Article

Blackwater: Be Very Afraid

1109l.jpg

On the Bill Maher show this past weekend (which is absolute must-see TV), Jeremy Scahill appeared via satellite to talk about his book Blackwater: The Rise of the World’s Most Powerful Mercenary Army. I used to think about Blackwater mainly the way I think about Halliburton or other corrupt government contractors tied to President Bush–basically inept and wasteful–which is bad enough.

After seeing Scahill’s segment, I’m newly awakened to the terrifying reality of this unaccountable archconservative evangelical private mercenary army operating today within the borders of the U.S., and representing our nation in trouble spots all over the world. It’s also got its tentacles into the U.S. military budget, impacting morale and draining resources from badly needed reforms and improvements to the official military.

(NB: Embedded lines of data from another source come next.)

//! Dependency extraction from formula strings.
//!
//! Finds every cell a formula reads so the sheet can build its reverse
//! dependency map and detect cycles. Handles:
//! - Plain references: `A0`, `c3`
//! - Typed references: `@A0`
//! - Range arguments to range built-ins: `SUM(A0:B3)`
//!
//! References inside string literals are ignored.

use regex::Regex;
use std::sync::OnceLock;

use super::cell_ref::CellRef;

/// Extract all cell references from a formula, in order of appearance.
/// Duplicates are removed.
pub fn extract_dependencies(script: &str) -> Vec<CellRef> {
    let mut deps = Vec::new();
    let script = strip_string_literals(script);

    let range_re = crate::builtins::range_fn_re();
    for caps in range_re.captures_iter(&script) {
        if let (Some(start), Some(end)) = (CellRef::from_str(&caps[2]), CellRef::from_str(&caps[3]))
        {
            let (top_left, bottom_right) = normalize_range(start, end);
            for row in top_left.row..=bottom_right.row {
                for col in top_left.col..=bottom_right.col {
                    push_unique(&mut deps, CellRef::new(col, row));
                }
            }
        }
    }

    // Remove range calls so their corners are not counted twice.
    let without_ranges = range_re.replace_all(&script, "");
    for caps in cell_ref_re().captures_iter(&without_ranges) {
        if let Some(cr) = CellRef::from_str(&caps[1]) {
            push_unique(&mut deps, cr);
        }
    }

    deps
}

fn push_unique(deps: &mut Vec<CellRef>, cell: CellRef) {
    if !deps.contains(&cell) {
        deps.push(cell);
    }
}

/// Order two corners so the first is top-left and the second bottom-right.
pub fn normalize_range(a: CellRef, b: CellRef) -> (CellRef, CellRef) {
    (
        CellRef::new(a.col.min(b.col), a.row.min(b.row)),
        CellRef::new(a.col.max(b.col), a.row.max(b.row)),
    )
}

/// Matches a single in-grid reference, with or without the `@` prefix.
pub(crate) fn cell_ref_re() -> &'static Regex {
    static CELL_RE: OnceLock<Regex> = OnceLock::new();
    CELL_RE.get_or_init(|| {
        Regex::new(r"\b([A-Za-z][0-9])\b").expect("dependency cell reference regex must compile")
    })
}

/// Blank out the contents of double-quoted string literals, keeping byte
/// offsets stable.
pub(crate) fn strip_string_literals(script: &str) -> String {
    let mut out = String::with_capacity(script.len());
    let mut in_string = false;
    let mut escaped = false;

    for ch in script.chars() {
        if in_string {
            if escaped {
                escaped = false;
            } else if ch == '\\' {
                escaped = true;
            } else if ch == '"' {
                in_string = false;
                out.push('"');
                continue;
            }
            out.extend(std::iter::repeat_n(' ', ch.len_utf8()));
        } else {
            if ch == '"' {
                in_string = true;
            }
            out.push(ch);
        }
    }

    out
}

/// Parse a range like `A0:B3` into its (unordered) corners.
pub fn parse_range(range: &str) -> Option<(CellRef, CellRef)> {
    let (start, end) = range.split_once(':')?;
    Some((
        CellRef::from_str(start.trim())?,
        CellRef::from_str(end.trim())?,
    ))
}
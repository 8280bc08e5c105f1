//! Rhai engine creation and formula evaluation.
//!
//! The engine shares the grid and value cache with the sheet, so built-ins
//! such as `CELL` always read the current contents.

use rhai::{Engine, EvalAltResult};

use super::{CellRef, Dynamic, Grid, ValueCache, preprocess_script_with_context};

/// Create a Rhai engine with built-ins registered and a shared value cache.
pub fn create_engine(grid: Grid, value_cache: ValueCache) -> Engine {
    let mut engine = Engine::new();
    // Formulas are single expressions; keep runaway scripts bounded.
    engine.set_max_operations(100_000);
    engine.set_max_call_levels(32);
    crate::builtins::register_builtins(&mut engine, grid, value_cache);
    engine
}

/// Preprocess and evaluate a formula (without the leading `=`).
///
/// `context` is the cell the formula belongs to, used for `ROW()`/`COL()`.
pub fn eval_formula(
    engine: &Engine,
    formula: &str,
    context: Option<&CellRef>,
) -> Result<Dynamic, Box<EvalAltResult>> {
    let processed = preprocess_script_with_context(formula, context);
    tracing::trace!(formula, %processed, "evaluating formula");
    engine.eval::<Dynamic>(&processed)
}
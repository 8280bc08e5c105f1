use super::Sheet;
use crate::error::{CellgridError, Result};
use cellgrid_engine::engine::{Cell, CellRef, detect_cycle};
use std::collections::BTreeSet;
use tracing::{debug, warn};

impl Sheet {
    /// Set a cell by name (`"B3"`) from user input.
    pub fn set_cell(&mut self, name: &str, input: &str) -> Result<Vec<CellRef>> {
        let cell_ref = name.parse::<CellRef>().map_err(CellgridError::InvalidCellRef)?;
        self.set_cell_from_input(cell_ref, input)
    }

    /// Store user input as the raw value of `cell_ref`.
    ///
    /// Returns every cell whose display value was invalidated by the change,
    /// in row-major order. A formula that would make the cell reach itself is
    /// rejected and the previous raw value is kept.
    pub fn set_cell_from_input(&mut self, cell_ref: CellRef, input: &str) -> Result<Vec<CellRef>> {
        let cell = Cell::from_input(input);
        if cell.is_empty() {
            return Ok(self.clear_cell(&cell_ref));
        }

        let is_script = cell.is_script();
        let old_cell = self.grid.insert(cell_ref, cell);

        if is_script && let Some(path) = detect_cycle(&cell_ref, &self.grid) {
            match old_cell {
                Some(c) => {
                    self.grid.insert(cell_ref, c);
                }
                None => {
                    self.grid.remove(&cell_ref);
                }
            }
            warn!(cell = %cell_ref, input, "rejected edit: circular dependency");
            return Err(CellgridError::CircularDependency { path });
        }

        debug!(cell = %cell_ref, input, "cell updated");
        Ok(self.propagate_change(&cell_ref))
    }

    /// Clear the specified cell. Returns the invalidated dependents.
    pub fn clear_cell(&mut self, cell_ref: &CellRef) -> Vec<CellRef> {
        if self.grid.remove(cell_ref).is_none() {
            return Vec::new();
        }
        debug!(cell = %cell_ref, "cell cleared");
        self.propagate_change(cell_ref)
    }

    fn propagate_change(&mut self, cell_ref: &CellRef) -> Vec<CellRef> {
        self.value_cache.remove(cell_ref);
        self.rebuild_dependents();
        let invalidated = self.mark_dependents_dirty(cell_ref);
        if !invalidated.is_empty() {
            debug!(
                cell = %cell_ref,
                count = invalidated.len(),
                "invalidated dependents"
            );
        }
        invalidated
    }

    /// Mark all cells that depend (transitively) on the changed cell as dirty.
    fn mark_dependents_dirty(&mut self, changed_cell: &CellRef) -> Vec<CellRef> {
        let mut to_process = vec![*changed_cell];
        let mut visited = BTreeSet::new();
        while let Some(cell_ref) = to_process.pop() {
            let Some(deps) = self.dependents.get(&cell_ref) else {
                continue;
            };
            for dep in deps {
                if !visited.insert(*dep) {
                    continue;
                }
                if let Some(mut cell) = self.grid.get_mut(dep) {
                    cell.dirty = true;
                    cell.cached_value = None;
                }
                self.value_cache.remove(dep);
                to_process.push(*dep);
            }
        }
        visited.remove(changed_cell);
        visited.into_iter().collect()
    }
}
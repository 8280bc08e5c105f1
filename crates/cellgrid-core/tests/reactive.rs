use cellgrid_core::sheet::{CYCLE_DISPLAY, ERROR_DISPLAY};
use cellgrid_core::{CellEditor, CellRef, CellgridError, EditEvent, Sheet};
use cellgrid_engine::engine::format_dynamic;

fn cell(name: &str) -> CellRef {
    CellRef::from_str(name).unwrap()
}

fn display(sheet: &Sheet, name: &str) -> String {
    sheet.get_cell_display(&cell(name))
}

#[test]
fn test_literals_display_as_entered() {
    let mut sheet = Sheet::new();
    sheet.set_cell("A0", "hello").unwrap();
    sheet.set_cell("B0", "3.50").unwrap();
    sheet.set_cell("C0", "\"42\"").unwrap();
    assert_eq!(display(&sheet, "A0"), "hello");
    assert_eq!(display(&sheet, "B0"), "3.5");
    assert_eq!(display(&sheet, "C0"), "42");
    assert_eq!(display(&sheet, "D0"), "");
}

#[test]
fn test_dependents_recompute_when_input_changes() {
    let mut sheet = Sheet::new();
    sheet.set_cell("A0", "2").unwrap();
    sheet.set_cell("B0", "=A0 * 10").unwrap();
    assert_eq!(display(&sheet, "B0"), "20");

    sheet.set_cell("A0", "5").unwrap();
    assert_eq!(display(&sheet, "B0"), "50");
}

#[test]
fn test_nested_references_resolve_recursively() {
    let mut sheet = Sheet::new();
    sheet.set_cell("D0", "=C0 + 1").unwrap();
    sheet.set_cell("C0", "=B0 + 1").unwrap();
    sheet.set_cell("B0", "=A0 + 1").unwrap();
    sheet.set_cell("A0", "1").unwrap();
    assert_eq!(display(&sheet, "D0"), "4");

    sheet.set_cell("A0", "10").unwrap();
    assert_eq!(display(&sheet, "D0"), "13");
    assert_eq!(display(&sheet, "B0"), "11");
}

#[test]
fn test_set_cell_reports_transitive_dependents() {
    let mut sheet = Sheet::new();
    sheet.set_cell("B0", "=A0").unwrap();
    sheet.set_cell("C5", "=B0 + A0").unwrap();
    sheet.set_cell("A1", "=SUM(B0:C5)").unwrap();
    sheet.set_cell("Z9", "=1").unwrap();

    let invalidated = sheet.set_cell("A0", "1").unwrap();
    assert_eq!(invalidated, vec![cell("B0"), cell("A1"), cell("C5")]);
    assert_eq!(sheet.dependents_of(&cell("A0")), vec![cell("B0"), cell("C5")]);
}

#[test]
fn test_cached_value_survives_unrelated_edits() {
    let mut sheet = Sheet::new();
    sheet.set_cell("A0", "1").unwrap();
    sheet.set_cell("B0", "=A0 + 1").unwrap();
    assert_eq!(display(&sheet, "B0"), "2");

    let invalidated = sheet.set_cell("Z9", "100").unwrap();
    assert!(invalidated.is_empty());
    assert!(!sheet.grid.get(&cell("B0")).unwrap().dirty);
}

#[test]
fn test_circular_edit_is_rejected_and_old_value_kept() {
    let mut sheet = Sheet::new();
    sheet.set_cell("A0", "=B0 + 1").unwrap();
    sheet.set_cell("B0", "3").unwrap();

    let err = sheet.set_cell("B0", "=A0").unwrap_err();
    match err {
        CellgridError::CircularDependency { path } => {
            assert_eq!(path, vec![cell("B0"), cell("A0"), cell("B0")]);
        }
        other => panic!("unexpected error: {other}"),
    }
    assert_eq!(sheet.get_raw(&cell("B0")), "3");
    assert_eq!(display(&sheet, "A0"), "4");
}

#[test]
fn test_self_reference_is_rejected() {
    let mut sheet = Sheet::new();
    let err = sheet.set_cell("C3", "=C3 + 1").unwrap_err();
    assert_eq!(err.to_string(), "Circular dependency detected: C3 -> C3");
    assert_eq!(sheet.get_raw(&cell("C3")), "");
}

#[test]
fn test_cycle_display_when_grid_is_edited_directly() {
    let sheet = Sheet::new();
    sheet
        .grid
        .insert(cell("A0"), cellgrid_engine::engine::Cell::new_script("A0"));
    assert_eq!(display(&sheet, "A0"), CYCLE_DISPLAY);
}

#[test]
fn test_errors_render_and_propagate() {
    let mut sheet = Sheet::new();
    sheet.set_cell("A0", "=missing(1)").unwrap();
    sheet.set_cell("B0", "=A0 + 1").unwrap();
    assert_eq!(display(&sheet, "A0"), ERROR_DISPLAY);
    assert_eq!(display(&sheet, "B0"), ERROR_DISPLAY);

    sheet.set_cell("A0", "=1").unwrap();
    assert_eq!(display(&sheet, "B0"), "2");
}

#[test]
fn test_clearing_a_cell_recomputes_dependents() {
    let mut sheet = Sheet::new();
    sheet.set_cell("A0", "7").unwrap();
    sheet.set_cell("B0", "=A0 * 2").unwrap();
    assert_eq!(display(&sheet, "B0"), "14");

    assert_eq!(sheet.clear_cell(&cell("A0")), vec![cell("B0")]);
    assert_eq!(display(&sheet, "B0"), "0");

    // Entering whitespace clears as well.
    sheet.set_cell("A0", "3").unwrap();
    sheet.set_cell("A0", "   ").unwrap();
    assert!(sheet.grid.get(&cell("A0")).is_none());
    assert_eq!(display(&sheet, "B0"), "0");
}

#[test]
fn test_typed_references_and_text() {
    let mut sheet = Sheet::new();
    sheet.set_cell("A0", "Ada").unwrap();
    sheet.set_cell("B0", "=CONCAT(\"Hi \", @A0)").unwrap();
    sheet.set_cell("C0", "=A0 + 1").unwrap();
    assert_eq!(display(&sheet, "B0"), "Hi Ada");
    assert_eq!(display(&sheet, "C0"), "#NAN!");
}

#[test]
fn test_row_and_col_builtins_use_own_cell() {
    let mut sheet = Sheet::new();
    sheet.set_cell("E4", "=ROW() * 100 + COL()").unwrap();
    assert_eq!(display(&sheet, "E4"), "405");
}

#[test]
fn test_invalid_cell_name() {
    let mut sheet = Sheet::new();
    assert!(matches!(
        sheet.set_cell("A10", "1"),
        Err(CellgridError::InvalidCellRef(_))
    ));
}

#[test]
fn test_eval_expression_reads_current_values() {
    let mut sheet = Sheet::new();
    sheet.set_cell("A0", "4").unwrap();
    sheet.set_cell("A1", "=A0 * A0").unwrap();
    let value = sheet.eval_expression("=SUM(A0:A1)").unwrap();
    assert_eq!(format_dynamic(&value), "20");
    assert!(sheet.eval_expression("nope(").is_err());
}

#[test]
fn test_editor_commit_flows_into_sheet() {
    let mut sheet = Sheet::new();
    sheet.set_cell("A0", "1").unwrap();
    sheet.set_cell("B0", "=A0 + 1").unwrap();

    let mut editor = CellEditor::new();
    editor.select(&sheet, cell("A0"));
    editor.send(EditEvent::Backspace);
    editor.send(EditEvent::Insert('9'));

    // Clicking B0 commits A0 and opens B0 with its formula.
    let step = editor.select(&sheet, cell("B0"));
    let pending = step.commit.expect("blur commits");
    let invalidated = pending.apply(&mut sheet).unwrap();
    assert_eq!(invalidated, vec![cell("B0")]);
    assert_eq!(display(&sheet, "B0"), "10");
    assert_eq!(editor.buffer(), Some(("=A0 + 1", 7)));
}

#[test]
fn test_range_syntax_inside_text_is_kept() {
    let mut sheet = Sheet::new();
    sheet.set_cell("A1", "2").unwrap();
    sheet.set_cell("A0", r#"="SUM(A1:A2)""#).unwrap();
    sheet.set_cell("B0", r#"=CONCAT("SUM(A1:A2) = ", SUM(A1:A2))"#).unwrap();
    assert_eq!(display(&sheet, "A0"), "SUM(A1:A2)");
    assert_eq!(display(&sheet, "B0"), "SUM(A1:A2) = 2");
}

#[test]
fn test_reopening_quoted_text_keeps_it_text() {
    let mut sheet = Sheet::new();
    sheet.set_cell("A0", "\"007\"").unwrap();
    sheet.set_cell("B0", "=@A0 + \"!\"").unwrap();
    assert_eq!(display(&sheet, "B0"), "007!");

    let mut editor = CellEditor::new();
    editor.select(&sheet, cell("A0"));
    let pending = editor.send(EditEvent::Commit).commit.expect("commit");
    pending.apply(&mut sheet).unwrap();

    assert_eq!(display(&sheet, "A0"), "007");
    assert_eq!(display(&sheet, "B0"), "007!");
}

In addition, Blackwater has smelled the cash available in the ill-conceived U.S. drug-war, and may now be assuming roles alongside and even superceding the efforts of the jackboots at the DEA. That’s all we need, another private constituency like the prison industry addicted to the fat profits earned from the sadistic and shameful treatment of drug “offenders” in this country.

Blackwater has made numerous blunders that we’re aware of, as far back as the Fallujah battle, the 2004 crash of a plane with U.S. military servicemen onboard into a sheer rock wall in Afghanistan, and the September 2007 shooting of 17 unarmed Iraqi citizens. There are doubtless many other incidents which have not been reported, or have been covered up, including killings which have been tied to reprisals against U.S. troops in Iraq–where people view Blackwater personnel as simply a part of the U.S. military.

Read, and be very afraid:

MAHER: …All right, let’s bring on our satellite guest. He is an investigative reporter for The Nation magazine, whose recent book is Blackwater: The Rise of the World’s Most Powerful Mercenary Army. Jeremy Scahill. Jeremy, how you doin’? [applause]

JEREMY SCAHILL [via satellite]: Good. Good to be with you, Bill.

MAHER: So, the term “Blackwater” always sounds to me like it’s a Creedence Clearwater Revival cover band. [laughter] All right. Next question. [laughter]

SCAHILL: No, no, no. You know what’s funny – what’s funny about – about the term “Blackwater” is a lot of people think it’s this Navy SEAL terms or a covert ops terms. It’s actually named for the Great Dismal Swamp of North Carolina where Blackwater’s 7,500-acre, private military base is situated. So it’s sort of a tip of the hat to the dark waters of the swamp.

MAHER: I have to tell you, your book is so scary and so illuminating. Even what I read in the paper didn’t really touch what you have educated me about this group, because I knew that we had private security contractors in Iraq. I didn’t realize that they were really some sort of a parallel national security apparatus with their own air force, their own tanks, their own intelligence agency. Could these people stage a coup?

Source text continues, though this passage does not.